El objetivo de esta práctica es que puedan comenzar a tunear hiperparámetros usando Cross Validation. Para eso, usaremos `GridSearchCV`.

Utilizaremos un dataset sobre cáncer de mama. Contiene información de estudios clínicos y celulares. El objetivo es predecir el carácter benigno ($class_t=0$) maligno ($class_t=1$) del cáncer en función de una serie de predictores a nivel celular.

    + class_t es la variable target
    + el resto son variables con valores normalizados de 1 a 10

[Aquí](https://archive.ics.uci.edu/ml/machine-learning-databases/breast-cancer-wisconsin/breast-cancer-wisconsin.names) pueden encontrar más información sobre el dataset.

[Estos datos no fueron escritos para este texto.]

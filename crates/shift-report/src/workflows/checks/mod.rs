//! Report collection and verification for multi-location shift checklists.
//!
//! Staff walk through a conversational session to submit photo and video
//! evidence; the covering approver confirms it, and the outcome is fanned
//! out to co-workers and a fixed observer list.

pub mod catalog;
pub mod clock;
pub mod collection;
pub mod coverage;
pub mod digest;
pub mod domain;
pub mod notify;
pub mod prompt;
pub mod repository;
pub mod router;
pub mod schedule;
pub mod service;
pub mod session;
pub mod store;
pub mod summary;
pub mod timeliness;
pub mod verification;

#[cfg(test)]
mod tests;

pub use catalog::{KindFamily, KindSpec, UniquenessScope};
pub use clock::{Clock, FixedClock, ZonedClock};
pub use collection::CollectionEngine;
pub use coverage::CoverageDirectory;
pub use digest::{DigestJobs, ScheduledJob};
pub use domain::{
    ChatId, CoverageAssignment, Location, MediaKind, MediaRef, NewReport, ReportId, ReportKind,
    ReportRecord, ReportStatusView, StaffMember, StaffRole,
};
pub use notify::{
    best_effort, Audience, DeliveryError, DeliveryReport, FanOut, OutboundMessage,
    RecordingTransport, Transport,
};
pub use prompt::{Menu, Reply};
pub use repository::{DirectoryRepository, ReportRepository, RepositoryError, UniqueKey};
pub use router::checks_router;
pub use schedule::{
    InMemoryLedger, InMemoryShiftRoster, LedgerLine, LedgerSource, ShiftRoster, SourceError,
};
pub use service::{CheckWorkflowService, Collaborators, InboundEvent, ServiceError};
pub use session::{
    Flow, InMemorySessionStore, Input, Progress, Session, SessionStep, SessionStore,
    SessionStoreError,
};
pub use store::{DirectoryImportError, InMemoryDirectory, InMemoryReportStore};
pub use summary::{summarize, ComplianceRow, ComplianceSummary};
pub use timeliness::{classify, TimeWindow};
pub use verification::{elapsed_hms, VerificationEngine};
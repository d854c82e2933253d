//! Ephemeral per-conversation state.
//!
//! Expiry belongs to the backing store; the workflow only loads, saves and
//! clears sessions.

use std::collections::HashMap;
use std::sync::Mutex;

use chrono::{NaiveDate, NaiveDateTime};
use serde::{Deserialize, Serialize};

use super::domain::{ChatId, MediaKind, MediaRef, ReportId, ReportKind, ReportRecord};
use super::notify::DeliveryReport;
use super::prompt::Reply;

#[derive(Debug, Clone, Copy, PartialEq, Eq, Serialize, Deserialize)]
#[serde(rename_all = "snake_case")]
pub enum Flow {
    Opening,
    Closing,
    Verification,
}

#[derive(Debug, Clone, Copy, PartialEq, Eq, Serialize, Deserialize)]
#[serde(tag = "step", content = "index", rename_all = "snake_case")]
pub enum SessionStep {
    ChooseVariant,
    ChooseDate,
    ChooseLocation,
    AuxQuestion,
    /// Zero-based evidence slot awaiting upload.
    Evidence(usize),
    Comment,
}

#[derive(Debug, Clone, Default, PartialEq, Eq, Serialize, Deserialize)]
pub struct SessionFields {
    pub kind: Option<ReportKind>,
    pub location: Option<String>,
    pub submitter: Option<ChatId>,
    pub evidence: Vec<MediaRef>,
    pub aux_answer: Option<String>,
    pub occurs_on: Option<NaiveDate>,
    pub report_id: Option<ReportId>,
}

#[derive(Debug, Clone, PartialEq, Eq, Serialize, Deserialize)]
pub struct Session {
    pub conversation: ChatId,
    pub flow: Flow,
    pub step: SessionStep,
    pub fields: SessionFields,
    pub last_touched: NaiveDateTime,
}

impl Session {
    pub fn new(conversation: ChatId, flow: Flow, step: SessionStep, now: NaiveDateTime) -> Self {
        Self {
            conversation,
            flow,
            step,
            fields: SessionFields {
                submitter: Some(conversation),
                ..SessionFields::default()
            },
            last_touched: now,
        }
    }
}

/// One inbound message as seen by a session step.
#[derive(Debug, Clone, PartialEq, Eq)]
pub enum Input {
    Text(String),
    Photo(MediaRef),
    Video(MediaRef),
}

impl Input {
    pub fn text(&self) -> Option<&str> {
        match self {
            Input::Text(text) => Some(text.trim()).filter(|text| !text.is_empty()),
            Input::Photo(_) | Input::Video(_) => None,
        }
    }

    pub fn media(&self) -> Option<(MediaKind, &MediaRef)> {
        match self {
            Input::Photo(media) => Some((MediaKind::Photo, media)),
            Input::Video(media) => Some((MediaKind::Video, media)),
            Input::Text(_) => None,
        }
    }
}

/// Result of feeding one input to a session.
#[derive(Debug)]
pub enum Progress {
    /// The session moves on (or stays put after a re-prompt) and must be saved.
    Continue(Session, Reply),
    /// The session ends without persisting anything.
    Closed(Reply),
    Submitted {
        reply: Reply,
        record: ReportRecord,
        delivery: DeliveryReport,
    },
    Verified {
        reply: Reply,
        record: ReportRecord,
        delivery: DeliveryReport,
    },
}

impl Progress {
    pub fn reply(&self) -> &Reply {
        match self {
            Progress::Continue(_, reply) | Progress::Closed(reply) => reply,
            Progress::Submitted { reply, .. } | Progress::Verified { reply, .. } => reply,
        }
    }
}

pub trait SessionStore: Send + Sync {
    fn load(&self, conversation: ChatId) -> Result<Option<Session>, SessionStoreError>;
    fn save(&self, session: Session) -> Result<(), SessionStoreError>;
    fn clear(&self, conversation: ChatId) -> Result<(), SessionStoreError>;
}

#[derive(Debug, thiserror::Error)]
pub enum SessionStoreError {
    #[error("session store unavailable: {0}")]
    Unavailable(String),
}

#[derive(Debug, Default)]
pub struct InMemorySessionStore {
    sessions: Mutex<HashMap<ChatId, Session>>,
}

impl InMemorySessionStore {
    fn guard(
        &self,
    ) -> Result<std::sync::MutexGuard<'_, HashMap<ChatId, Session>>, SessionStoreError> {
        self.sessions
            .lock()
            .map_err(|_| SessionStoreError::Unavailable("session lock poisoned".to_string()))
    }
}

impl SessionStore for InMemorySessionStore {
    fn load(&self, conversation: ChatId) -> Result<Option<Session>, SessionStoreError> {
        Ok(self.guard()?.get(&conversation).cloned())
    }

    fn save(&self, session: Session) -> Result<(), SessionStoreError> {
        self.guard()?.insert(session.conversation, session);
        Ok(())
    }

    fn clear(&self, conversation: ChatId) -> Result<(), SessionStoreError> {
        self.guard()?.remove(&conversation);
        Ok(())
    }
}
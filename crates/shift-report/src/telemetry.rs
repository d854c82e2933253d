use crate::config::TelemetryConfig;
use std::fmt;
use tracing_subscriber::filter::ParseError;
use tracing_subscriber::EnvFilter;

#[derive(Debug)]
pub enum TelemetryError {
    EnvFilter { value: String, source: ParseError },
    Subscriber(Box<dyn std::error::Error + Send + Sync>),
}

impl fmt::Display for TelemetryError {
    fn fmt(&self, f: &mut fmt::Formatter<'_>) -> fmt::Result {
        match self {
            TelemetryError::EnvFilter { value, .. } => {
                write!(f, "invalid log filter '{}': unable to build EnvFilter", value)
            }
            TelemetryError::Subscriber(err) => write!(f, "telemetry error: {err}"),
        }
    }
}

impl std::error::Error for TelemetryError {
    fn source(&self) -> Option<&(dyn std::error::Error + 'static)> {
        match self {
            TelemetryError::EnvFilter { source, .. } => Some(source),
            TelemetryError::Subscriber(err) => Some(&**err),
        }
    }
}

/// `RUST_LOG` wins over the configured level so operators can narrow noisy
/// delivery warnings without editing the deployment.
pub fn filter_for(config: &TelemetryConfig) -> Result<EnvFilter, TelemetryError> {
    if let Ok(filter) = EnvFilter::try_from_default_env() {
        return Ok(filter);
    }

    EnvFilter::try_new(&config.log_level).map_err(|source| TelemetryError::EnvFilter {
        value: config.log_level.clone(),
        source,
    })
}

pub fn init(config: &TelemetryConfig) -> Result<(), TelemetryError> {
    let env_filter = filter_for(config)?;

    tracing_subscriber::fmt()
        .with_env_filter(env_filter)
        .with_target(config.with_target)
        .compact()
        .with_ansi(false)
        .try_init()
        .map_err(TelemetryError::Subscriber)
}

#[cfg(test)]
mod tests {
    use super::*;

    #[test]
    fn filter_accepts_per_module_directives() {
        std::env::remove_var("RUST_LOG");
        let config = TelemetryConfig {
            log_level: "info,shift_report::workflows::checks::notify=warn".to_string(),
            with_target: false,
        };
        assert!(filter_for(&config).is_ok());
    }

    #[test]
    fn filter_rejects_garbage_levels() {
        std::env::remove_var("RUST_LOG");
        let config = TelemetryConfig {
            log_level: "shift_report=loudest".to_string(),
            with_target: false,
        };
        match filter_for(&config) {
            Err(TelemetryError::EnvFilter { value, .. }) => assert_eq!(value, "shift_report=loudest"),
            other => panic!("expected env filter error, got {other:?}"),
        }
    }
}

**Nota:** se eliminaron del dataset original 16 casos con valores perdidos en algunos campos.

## Tareas

Para esta práctica deberá 

1. Construir dos clasificadores: Regresión Logística y K-Vecinos más Cercanos (KNN)
2. Estimar los hiperpáremetros del modelo
    
    - 2.1 **LogReg:** deberá tunear un modelo con solver 'saga', C's = 1, 10, 100, 1000, y regularización L1 y L2
    - 2.2 **KNN:** deberá tunear tanto el parámetro k, como la medida del peso dado a los K vecinos (uniforme o distancia). También podría probar con el parámetro p que define el tipo de distancia con el que se calculan los vecinos más cercanos.
      
      
3. Estimar los modelos finales
4. Evaluar cuál de los dos performa mejor

**Importante:** recuerde que deberá diseñar cuidadosamente las diferentes estrategias de validación de las diferentes etapas de estimación del modelo.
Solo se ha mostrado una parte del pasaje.